[WHAT IS EXPECTED] When you reach the line that contains "let Some(record) = self.page.pop_front()" in the data below, start reproducing lines exactly, and stop after the line that contains "fails every read.".

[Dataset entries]
-*-

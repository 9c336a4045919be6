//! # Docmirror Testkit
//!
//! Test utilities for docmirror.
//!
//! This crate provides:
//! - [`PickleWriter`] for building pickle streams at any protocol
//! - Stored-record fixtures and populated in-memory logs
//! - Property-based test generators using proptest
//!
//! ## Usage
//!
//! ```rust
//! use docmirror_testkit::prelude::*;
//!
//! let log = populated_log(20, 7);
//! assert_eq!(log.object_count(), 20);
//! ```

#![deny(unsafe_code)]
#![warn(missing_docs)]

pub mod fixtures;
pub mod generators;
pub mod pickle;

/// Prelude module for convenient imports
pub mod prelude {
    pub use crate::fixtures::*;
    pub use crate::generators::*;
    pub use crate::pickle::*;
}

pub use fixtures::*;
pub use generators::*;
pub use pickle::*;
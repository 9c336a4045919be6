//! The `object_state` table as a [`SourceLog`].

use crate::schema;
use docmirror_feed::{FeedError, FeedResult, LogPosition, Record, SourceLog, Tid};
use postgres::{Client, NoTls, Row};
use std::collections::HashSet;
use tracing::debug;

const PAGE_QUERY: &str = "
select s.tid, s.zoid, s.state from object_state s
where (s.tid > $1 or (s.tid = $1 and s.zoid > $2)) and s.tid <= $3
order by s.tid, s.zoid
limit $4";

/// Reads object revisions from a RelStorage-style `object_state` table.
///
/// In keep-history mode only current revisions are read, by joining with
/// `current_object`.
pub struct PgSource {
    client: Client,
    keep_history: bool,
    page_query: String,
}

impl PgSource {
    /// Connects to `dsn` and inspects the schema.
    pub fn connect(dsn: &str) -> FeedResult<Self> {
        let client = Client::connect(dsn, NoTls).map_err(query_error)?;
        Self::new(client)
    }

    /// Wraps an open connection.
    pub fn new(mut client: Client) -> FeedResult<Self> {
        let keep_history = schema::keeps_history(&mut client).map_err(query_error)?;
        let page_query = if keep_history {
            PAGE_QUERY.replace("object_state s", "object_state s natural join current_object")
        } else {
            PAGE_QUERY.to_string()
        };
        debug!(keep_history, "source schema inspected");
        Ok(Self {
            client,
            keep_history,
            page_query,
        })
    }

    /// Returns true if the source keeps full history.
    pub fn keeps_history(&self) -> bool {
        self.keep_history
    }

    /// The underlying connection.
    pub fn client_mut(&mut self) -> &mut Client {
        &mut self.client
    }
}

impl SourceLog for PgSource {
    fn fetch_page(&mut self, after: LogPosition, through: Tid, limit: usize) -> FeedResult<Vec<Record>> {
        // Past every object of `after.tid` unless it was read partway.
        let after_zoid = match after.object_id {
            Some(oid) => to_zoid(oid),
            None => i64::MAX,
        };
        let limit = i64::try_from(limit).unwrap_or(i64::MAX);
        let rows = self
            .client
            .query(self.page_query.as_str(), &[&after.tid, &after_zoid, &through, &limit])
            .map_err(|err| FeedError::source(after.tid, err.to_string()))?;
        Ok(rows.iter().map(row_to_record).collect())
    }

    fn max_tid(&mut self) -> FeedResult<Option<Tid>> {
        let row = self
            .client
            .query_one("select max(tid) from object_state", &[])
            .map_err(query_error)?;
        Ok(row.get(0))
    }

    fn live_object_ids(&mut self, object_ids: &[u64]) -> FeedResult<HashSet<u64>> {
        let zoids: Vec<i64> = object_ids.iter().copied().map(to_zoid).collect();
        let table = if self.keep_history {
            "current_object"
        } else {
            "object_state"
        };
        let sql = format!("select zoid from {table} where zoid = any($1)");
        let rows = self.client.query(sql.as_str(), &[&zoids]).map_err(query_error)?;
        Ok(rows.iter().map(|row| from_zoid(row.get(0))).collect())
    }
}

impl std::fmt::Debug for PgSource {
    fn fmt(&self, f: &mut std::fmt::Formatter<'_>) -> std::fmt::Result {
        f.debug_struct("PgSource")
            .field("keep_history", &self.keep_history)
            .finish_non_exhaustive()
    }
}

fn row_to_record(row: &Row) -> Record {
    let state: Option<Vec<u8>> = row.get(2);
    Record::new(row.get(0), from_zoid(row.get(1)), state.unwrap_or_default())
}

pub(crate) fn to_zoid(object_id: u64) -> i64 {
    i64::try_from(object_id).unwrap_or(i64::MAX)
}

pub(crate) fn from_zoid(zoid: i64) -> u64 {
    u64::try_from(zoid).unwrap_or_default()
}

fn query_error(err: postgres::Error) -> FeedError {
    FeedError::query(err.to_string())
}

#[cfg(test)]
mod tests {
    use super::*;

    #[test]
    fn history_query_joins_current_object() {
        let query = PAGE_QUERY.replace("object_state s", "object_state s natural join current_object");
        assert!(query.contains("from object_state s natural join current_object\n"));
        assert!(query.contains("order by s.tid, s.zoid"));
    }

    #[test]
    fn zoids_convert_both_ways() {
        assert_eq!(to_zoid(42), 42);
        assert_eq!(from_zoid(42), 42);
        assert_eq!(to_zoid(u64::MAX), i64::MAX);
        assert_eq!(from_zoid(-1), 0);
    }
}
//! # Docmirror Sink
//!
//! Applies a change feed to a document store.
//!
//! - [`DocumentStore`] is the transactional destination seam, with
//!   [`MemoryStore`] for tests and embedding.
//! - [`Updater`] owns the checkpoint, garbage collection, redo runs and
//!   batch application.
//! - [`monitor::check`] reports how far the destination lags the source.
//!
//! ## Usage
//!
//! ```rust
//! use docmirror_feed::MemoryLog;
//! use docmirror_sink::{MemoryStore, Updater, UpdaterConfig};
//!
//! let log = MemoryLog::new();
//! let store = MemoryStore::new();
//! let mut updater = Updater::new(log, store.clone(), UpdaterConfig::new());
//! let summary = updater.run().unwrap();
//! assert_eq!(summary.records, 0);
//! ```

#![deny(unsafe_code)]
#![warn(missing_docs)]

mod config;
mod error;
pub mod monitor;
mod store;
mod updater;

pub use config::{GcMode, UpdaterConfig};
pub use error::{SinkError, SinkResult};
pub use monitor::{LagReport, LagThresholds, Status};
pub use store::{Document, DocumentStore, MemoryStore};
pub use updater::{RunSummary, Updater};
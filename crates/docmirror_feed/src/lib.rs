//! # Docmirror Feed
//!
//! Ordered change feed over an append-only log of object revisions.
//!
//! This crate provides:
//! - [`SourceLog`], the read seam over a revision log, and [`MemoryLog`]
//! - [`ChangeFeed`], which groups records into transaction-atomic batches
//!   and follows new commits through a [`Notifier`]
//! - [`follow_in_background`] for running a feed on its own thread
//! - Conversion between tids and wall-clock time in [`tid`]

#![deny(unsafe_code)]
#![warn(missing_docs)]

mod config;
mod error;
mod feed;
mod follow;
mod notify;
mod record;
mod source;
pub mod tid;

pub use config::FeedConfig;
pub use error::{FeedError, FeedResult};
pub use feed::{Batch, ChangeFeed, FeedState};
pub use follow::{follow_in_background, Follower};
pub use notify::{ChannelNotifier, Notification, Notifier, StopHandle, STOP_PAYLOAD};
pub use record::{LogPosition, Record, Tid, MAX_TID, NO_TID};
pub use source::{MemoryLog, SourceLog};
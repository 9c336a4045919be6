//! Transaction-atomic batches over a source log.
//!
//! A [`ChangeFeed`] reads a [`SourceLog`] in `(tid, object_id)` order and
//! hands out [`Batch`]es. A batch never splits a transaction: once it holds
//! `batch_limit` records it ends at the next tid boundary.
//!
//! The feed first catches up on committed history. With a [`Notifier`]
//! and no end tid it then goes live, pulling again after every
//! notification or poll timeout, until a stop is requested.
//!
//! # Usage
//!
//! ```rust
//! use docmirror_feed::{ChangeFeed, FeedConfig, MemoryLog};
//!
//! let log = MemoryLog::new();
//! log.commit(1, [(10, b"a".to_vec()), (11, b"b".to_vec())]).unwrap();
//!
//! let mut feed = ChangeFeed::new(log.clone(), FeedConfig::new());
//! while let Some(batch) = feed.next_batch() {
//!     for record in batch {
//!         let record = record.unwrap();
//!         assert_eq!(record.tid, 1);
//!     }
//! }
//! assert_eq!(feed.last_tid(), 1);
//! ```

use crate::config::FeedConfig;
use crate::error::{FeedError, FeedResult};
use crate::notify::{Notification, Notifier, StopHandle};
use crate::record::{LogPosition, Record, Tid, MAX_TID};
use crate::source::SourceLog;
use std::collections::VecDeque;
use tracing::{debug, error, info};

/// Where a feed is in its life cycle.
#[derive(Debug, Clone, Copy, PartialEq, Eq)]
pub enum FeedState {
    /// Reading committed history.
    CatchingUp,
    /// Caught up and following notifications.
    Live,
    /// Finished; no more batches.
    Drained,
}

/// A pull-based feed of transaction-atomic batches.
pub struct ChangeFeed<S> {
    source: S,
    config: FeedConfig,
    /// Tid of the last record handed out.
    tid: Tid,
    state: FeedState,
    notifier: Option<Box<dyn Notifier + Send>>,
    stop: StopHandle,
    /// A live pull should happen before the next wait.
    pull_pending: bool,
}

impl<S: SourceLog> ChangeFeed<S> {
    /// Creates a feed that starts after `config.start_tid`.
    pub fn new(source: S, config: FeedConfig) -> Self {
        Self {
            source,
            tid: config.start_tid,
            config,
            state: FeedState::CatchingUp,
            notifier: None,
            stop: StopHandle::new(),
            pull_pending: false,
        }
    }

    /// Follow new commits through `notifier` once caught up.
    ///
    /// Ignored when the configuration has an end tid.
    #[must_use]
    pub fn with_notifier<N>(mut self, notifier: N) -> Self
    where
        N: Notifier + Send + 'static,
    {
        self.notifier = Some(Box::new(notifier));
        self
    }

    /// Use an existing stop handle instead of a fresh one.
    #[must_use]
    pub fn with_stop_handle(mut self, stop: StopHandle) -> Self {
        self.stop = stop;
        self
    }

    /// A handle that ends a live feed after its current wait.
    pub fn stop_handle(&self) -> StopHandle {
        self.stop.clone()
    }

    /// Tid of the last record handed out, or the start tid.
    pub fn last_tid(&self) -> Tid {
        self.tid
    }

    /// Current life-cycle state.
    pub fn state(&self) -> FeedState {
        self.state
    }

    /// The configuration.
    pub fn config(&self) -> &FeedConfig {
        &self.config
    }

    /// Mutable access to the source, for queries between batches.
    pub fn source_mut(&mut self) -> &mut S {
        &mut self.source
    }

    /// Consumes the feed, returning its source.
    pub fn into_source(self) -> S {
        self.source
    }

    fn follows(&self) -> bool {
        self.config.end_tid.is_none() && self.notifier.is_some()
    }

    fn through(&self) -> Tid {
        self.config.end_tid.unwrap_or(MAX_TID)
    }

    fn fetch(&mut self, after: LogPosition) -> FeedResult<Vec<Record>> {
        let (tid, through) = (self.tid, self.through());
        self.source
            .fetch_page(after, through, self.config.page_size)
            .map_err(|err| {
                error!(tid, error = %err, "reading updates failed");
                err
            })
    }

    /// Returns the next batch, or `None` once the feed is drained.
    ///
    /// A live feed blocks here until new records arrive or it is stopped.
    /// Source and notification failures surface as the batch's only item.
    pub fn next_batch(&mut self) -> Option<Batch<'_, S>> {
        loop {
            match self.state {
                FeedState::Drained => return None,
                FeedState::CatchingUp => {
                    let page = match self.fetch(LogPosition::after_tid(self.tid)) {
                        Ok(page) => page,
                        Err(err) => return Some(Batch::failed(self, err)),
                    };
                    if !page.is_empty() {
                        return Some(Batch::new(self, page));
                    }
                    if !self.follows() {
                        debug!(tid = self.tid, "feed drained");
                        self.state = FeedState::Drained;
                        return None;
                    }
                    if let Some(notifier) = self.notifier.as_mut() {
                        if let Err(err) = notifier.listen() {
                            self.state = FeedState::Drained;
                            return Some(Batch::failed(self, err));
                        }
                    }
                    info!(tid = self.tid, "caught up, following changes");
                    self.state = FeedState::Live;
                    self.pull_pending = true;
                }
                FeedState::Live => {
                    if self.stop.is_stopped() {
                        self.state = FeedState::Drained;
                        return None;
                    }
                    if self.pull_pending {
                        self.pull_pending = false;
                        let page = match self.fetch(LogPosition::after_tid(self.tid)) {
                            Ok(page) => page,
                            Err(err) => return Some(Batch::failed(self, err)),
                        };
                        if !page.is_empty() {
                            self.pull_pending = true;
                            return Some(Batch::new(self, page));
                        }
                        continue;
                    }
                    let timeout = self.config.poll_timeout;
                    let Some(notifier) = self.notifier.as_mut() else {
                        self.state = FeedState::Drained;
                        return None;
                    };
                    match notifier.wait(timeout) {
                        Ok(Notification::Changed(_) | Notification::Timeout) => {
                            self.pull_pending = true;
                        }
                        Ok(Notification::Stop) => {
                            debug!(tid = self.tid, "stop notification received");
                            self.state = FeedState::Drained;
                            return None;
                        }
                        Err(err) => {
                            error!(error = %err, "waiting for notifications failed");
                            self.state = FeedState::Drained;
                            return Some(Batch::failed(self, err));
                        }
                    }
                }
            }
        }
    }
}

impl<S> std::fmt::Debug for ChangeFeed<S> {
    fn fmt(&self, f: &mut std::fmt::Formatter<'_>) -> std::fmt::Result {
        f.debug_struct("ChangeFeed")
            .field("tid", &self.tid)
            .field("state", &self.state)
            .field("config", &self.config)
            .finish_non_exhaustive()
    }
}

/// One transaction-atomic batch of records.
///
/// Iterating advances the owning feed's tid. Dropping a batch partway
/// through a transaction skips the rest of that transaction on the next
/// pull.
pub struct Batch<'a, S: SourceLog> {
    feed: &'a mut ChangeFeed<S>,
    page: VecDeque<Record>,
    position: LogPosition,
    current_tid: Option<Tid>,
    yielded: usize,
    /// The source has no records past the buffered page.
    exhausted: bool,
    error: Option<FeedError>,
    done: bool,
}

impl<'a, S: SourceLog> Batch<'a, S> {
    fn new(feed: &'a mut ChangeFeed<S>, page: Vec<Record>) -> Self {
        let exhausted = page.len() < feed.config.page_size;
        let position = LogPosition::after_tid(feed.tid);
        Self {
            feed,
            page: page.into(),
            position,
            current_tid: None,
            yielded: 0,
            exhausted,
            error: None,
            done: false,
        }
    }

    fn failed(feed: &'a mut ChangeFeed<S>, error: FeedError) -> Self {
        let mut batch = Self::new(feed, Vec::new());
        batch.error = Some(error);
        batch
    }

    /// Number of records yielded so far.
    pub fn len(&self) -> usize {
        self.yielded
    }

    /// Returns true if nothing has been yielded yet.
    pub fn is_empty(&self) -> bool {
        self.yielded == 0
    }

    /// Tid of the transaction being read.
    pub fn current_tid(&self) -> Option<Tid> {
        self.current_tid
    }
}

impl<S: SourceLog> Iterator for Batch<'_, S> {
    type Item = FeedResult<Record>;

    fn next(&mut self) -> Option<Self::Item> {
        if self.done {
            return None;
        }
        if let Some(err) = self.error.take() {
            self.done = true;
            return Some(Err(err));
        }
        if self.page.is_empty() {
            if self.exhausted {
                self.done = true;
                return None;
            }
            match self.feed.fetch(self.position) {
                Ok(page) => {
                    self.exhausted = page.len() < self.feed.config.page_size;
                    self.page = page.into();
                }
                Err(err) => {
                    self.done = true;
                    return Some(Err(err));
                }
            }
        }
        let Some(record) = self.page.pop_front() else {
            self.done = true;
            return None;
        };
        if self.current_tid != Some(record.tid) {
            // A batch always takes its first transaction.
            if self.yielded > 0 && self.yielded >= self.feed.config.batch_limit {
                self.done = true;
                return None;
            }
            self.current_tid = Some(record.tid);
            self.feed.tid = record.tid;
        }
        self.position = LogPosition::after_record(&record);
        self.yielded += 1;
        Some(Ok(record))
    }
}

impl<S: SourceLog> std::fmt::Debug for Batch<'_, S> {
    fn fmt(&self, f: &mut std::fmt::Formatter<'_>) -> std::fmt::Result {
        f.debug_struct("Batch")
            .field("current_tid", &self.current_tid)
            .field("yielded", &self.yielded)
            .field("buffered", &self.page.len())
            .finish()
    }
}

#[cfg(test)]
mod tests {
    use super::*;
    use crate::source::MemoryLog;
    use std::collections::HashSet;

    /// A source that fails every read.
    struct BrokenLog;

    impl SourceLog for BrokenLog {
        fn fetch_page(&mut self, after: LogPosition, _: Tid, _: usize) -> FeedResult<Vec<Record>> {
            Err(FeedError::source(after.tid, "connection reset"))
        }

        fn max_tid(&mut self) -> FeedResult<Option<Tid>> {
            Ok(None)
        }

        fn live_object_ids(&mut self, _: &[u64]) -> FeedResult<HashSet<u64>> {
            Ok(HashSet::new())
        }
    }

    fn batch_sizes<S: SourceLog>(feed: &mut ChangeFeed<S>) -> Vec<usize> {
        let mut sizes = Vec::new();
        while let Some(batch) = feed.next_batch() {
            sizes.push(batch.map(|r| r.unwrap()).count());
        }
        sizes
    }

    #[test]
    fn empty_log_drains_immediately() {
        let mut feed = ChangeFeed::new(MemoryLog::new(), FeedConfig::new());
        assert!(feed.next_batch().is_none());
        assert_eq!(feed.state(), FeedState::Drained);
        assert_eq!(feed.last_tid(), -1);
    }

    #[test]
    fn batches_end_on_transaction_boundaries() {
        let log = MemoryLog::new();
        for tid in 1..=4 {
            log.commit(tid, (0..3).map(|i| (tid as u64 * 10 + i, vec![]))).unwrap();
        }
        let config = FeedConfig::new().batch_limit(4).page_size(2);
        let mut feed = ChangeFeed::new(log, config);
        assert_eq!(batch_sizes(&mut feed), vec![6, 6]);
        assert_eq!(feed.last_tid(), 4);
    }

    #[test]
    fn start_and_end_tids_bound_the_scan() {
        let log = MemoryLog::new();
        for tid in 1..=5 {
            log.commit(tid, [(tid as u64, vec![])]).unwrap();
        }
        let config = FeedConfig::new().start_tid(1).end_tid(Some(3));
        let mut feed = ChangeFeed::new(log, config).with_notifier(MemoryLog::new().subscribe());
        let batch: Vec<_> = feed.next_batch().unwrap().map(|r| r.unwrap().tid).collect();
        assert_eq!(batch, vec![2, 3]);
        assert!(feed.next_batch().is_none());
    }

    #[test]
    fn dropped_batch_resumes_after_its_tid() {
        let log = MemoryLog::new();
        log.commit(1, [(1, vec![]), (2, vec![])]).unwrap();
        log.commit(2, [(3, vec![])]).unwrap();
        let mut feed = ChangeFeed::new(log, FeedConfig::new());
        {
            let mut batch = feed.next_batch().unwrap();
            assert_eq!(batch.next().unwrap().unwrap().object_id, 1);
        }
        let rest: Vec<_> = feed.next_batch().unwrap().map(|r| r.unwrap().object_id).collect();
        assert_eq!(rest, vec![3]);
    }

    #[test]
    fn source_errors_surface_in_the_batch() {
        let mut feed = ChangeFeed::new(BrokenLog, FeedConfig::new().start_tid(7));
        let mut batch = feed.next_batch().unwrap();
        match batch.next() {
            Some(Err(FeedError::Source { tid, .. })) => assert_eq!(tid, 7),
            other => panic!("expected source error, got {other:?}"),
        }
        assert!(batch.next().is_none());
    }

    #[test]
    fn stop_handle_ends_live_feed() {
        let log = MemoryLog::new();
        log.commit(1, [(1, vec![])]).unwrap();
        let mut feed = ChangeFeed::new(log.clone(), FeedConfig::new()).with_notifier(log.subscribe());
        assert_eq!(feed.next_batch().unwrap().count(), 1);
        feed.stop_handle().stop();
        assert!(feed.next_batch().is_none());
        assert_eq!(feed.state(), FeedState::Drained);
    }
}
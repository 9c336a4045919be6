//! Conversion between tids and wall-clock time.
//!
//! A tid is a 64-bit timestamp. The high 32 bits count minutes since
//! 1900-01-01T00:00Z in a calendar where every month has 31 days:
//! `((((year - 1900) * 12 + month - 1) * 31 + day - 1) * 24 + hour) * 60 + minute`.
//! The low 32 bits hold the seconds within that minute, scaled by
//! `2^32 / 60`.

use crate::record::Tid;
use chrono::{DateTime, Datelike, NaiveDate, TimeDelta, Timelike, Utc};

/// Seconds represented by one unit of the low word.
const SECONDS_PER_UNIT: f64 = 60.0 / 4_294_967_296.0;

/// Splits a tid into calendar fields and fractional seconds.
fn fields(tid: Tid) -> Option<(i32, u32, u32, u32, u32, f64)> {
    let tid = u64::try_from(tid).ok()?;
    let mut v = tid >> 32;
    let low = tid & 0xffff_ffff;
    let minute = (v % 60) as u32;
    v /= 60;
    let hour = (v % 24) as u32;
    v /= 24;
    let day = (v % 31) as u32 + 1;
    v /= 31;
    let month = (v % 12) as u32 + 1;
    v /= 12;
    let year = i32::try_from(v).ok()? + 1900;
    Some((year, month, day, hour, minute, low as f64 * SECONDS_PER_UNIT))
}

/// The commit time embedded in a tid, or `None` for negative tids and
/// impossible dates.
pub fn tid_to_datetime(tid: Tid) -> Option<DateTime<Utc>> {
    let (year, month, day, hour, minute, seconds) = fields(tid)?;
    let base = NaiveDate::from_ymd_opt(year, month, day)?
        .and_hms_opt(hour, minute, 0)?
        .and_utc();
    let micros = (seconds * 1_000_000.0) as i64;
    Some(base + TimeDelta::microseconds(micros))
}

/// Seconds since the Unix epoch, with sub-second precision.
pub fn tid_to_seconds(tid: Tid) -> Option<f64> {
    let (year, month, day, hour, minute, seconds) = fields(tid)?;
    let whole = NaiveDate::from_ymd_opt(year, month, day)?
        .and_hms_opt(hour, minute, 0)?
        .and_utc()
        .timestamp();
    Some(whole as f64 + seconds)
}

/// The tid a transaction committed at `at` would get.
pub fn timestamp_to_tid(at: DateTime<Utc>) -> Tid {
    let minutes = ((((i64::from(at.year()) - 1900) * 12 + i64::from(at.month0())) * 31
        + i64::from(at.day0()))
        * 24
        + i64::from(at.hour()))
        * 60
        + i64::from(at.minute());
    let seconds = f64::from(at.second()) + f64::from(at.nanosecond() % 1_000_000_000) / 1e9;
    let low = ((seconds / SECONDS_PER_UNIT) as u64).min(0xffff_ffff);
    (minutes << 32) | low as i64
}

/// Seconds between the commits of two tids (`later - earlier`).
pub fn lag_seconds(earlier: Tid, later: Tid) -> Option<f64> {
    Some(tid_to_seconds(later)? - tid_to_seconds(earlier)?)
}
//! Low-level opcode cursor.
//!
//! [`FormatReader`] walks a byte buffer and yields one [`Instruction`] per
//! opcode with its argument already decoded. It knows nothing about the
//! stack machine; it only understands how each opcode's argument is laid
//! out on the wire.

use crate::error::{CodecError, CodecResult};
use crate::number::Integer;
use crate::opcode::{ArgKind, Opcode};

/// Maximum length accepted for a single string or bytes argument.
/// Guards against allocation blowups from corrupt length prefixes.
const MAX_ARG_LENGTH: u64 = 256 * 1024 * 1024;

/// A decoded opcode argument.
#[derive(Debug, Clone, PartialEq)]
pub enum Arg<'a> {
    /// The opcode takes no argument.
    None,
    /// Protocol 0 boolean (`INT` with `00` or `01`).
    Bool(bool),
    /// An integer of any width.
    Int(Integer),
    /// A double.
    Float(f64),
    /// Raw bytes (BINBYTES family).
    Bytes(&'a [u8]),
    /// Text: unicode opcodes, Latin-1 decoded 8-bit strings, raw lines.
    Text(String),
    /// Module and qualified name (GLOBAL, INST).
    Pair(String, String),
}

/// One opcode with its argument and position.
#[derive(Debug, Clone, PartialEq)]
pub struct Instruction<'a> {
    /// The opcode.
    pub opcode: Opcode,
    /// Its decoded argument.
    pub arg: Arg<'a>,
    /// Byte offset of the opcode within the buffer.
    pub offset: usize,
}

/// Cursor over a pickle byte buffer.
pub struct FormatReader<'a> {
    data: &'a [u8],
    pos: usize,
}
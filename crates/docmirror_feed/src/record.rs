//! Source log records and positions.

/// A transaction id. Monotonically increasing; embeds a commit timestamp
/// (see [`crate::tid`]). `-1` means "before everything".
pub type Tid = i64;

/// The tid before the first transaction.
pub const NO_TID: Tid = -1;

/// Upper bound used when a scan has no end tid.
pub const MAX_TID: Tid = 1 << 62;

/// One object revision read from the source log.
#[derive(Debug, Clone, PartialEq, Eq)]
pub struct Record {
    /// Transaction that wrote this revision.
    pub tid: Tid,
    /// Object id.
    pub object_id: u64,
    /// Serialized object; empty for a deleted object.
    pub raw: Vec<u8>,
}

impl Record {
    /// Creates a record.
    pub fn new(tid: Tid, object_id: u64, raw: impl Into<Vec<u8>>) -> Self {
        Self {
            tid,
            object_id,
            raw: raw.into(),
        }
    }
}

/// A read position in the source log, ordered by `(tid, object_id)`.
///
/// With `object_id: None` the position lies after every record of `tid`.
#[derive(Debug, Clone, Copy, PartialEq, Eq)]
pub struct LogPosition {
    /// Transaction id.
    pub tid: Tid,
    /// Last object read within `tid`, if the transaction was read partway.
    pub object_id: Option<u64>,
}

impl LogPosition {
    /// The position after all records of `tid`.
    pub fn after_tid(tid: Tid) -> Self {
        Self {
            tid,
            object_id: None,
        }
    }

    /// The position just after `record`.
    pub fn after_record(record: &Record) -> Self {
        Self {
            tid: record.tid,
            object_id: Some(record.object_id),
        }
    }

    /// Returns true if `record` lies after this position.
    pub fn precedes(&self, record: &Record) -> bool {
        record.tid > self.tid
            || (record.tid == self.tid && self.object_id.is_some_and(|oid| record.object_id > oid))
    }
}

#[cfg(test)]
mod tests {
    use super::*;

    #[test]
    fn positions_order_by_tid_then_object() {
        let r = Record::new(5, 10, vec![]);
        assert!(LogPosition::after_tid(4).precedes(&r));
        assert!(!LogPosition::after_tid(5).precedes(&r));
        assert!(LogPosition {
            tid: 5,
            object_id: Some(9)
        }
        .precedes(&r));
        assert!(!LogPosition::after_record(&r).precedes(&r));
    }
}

-*-

[EXERCISE OUTPUT]
        let Some(record) = self.page.pop_front() else {
            self.done = true;
            return None;
        };
        if self.current_tid != Some(record.tid) {
            // A batch always takes its first transaction.
            if self.yielded > 0 && self.yielded >= self.feed.config.batch_limit {
                self.done = true;
                return None;
            }
            self.current_tid = Some(record.tid);
            self.feed.tid = record.tid;
        }
        self.position = LogPosition::after_record(&record);
        self.yielded += 1;
        Some(Ok(record))
    }
}

impl<S: SourceLog> std::fmt::Debug for Batch<'_, S> {
    fn fmt(&self, f: &mut std::fmt::Formatter<'_>) -> std::fmt::Result {
        f.debug_struct("Batch")
            .field("current_tid", &self.current_tid)
            .field("yielded", &self.yielded)
            .field("buffered", &self.page.len())
            .finish()
    }
}

#[cfg(test)]
mod tests {
    use super::*;
    use crate::source::MemoryLog;
    use std::collections::HashSet;

    /// A source that fails every read.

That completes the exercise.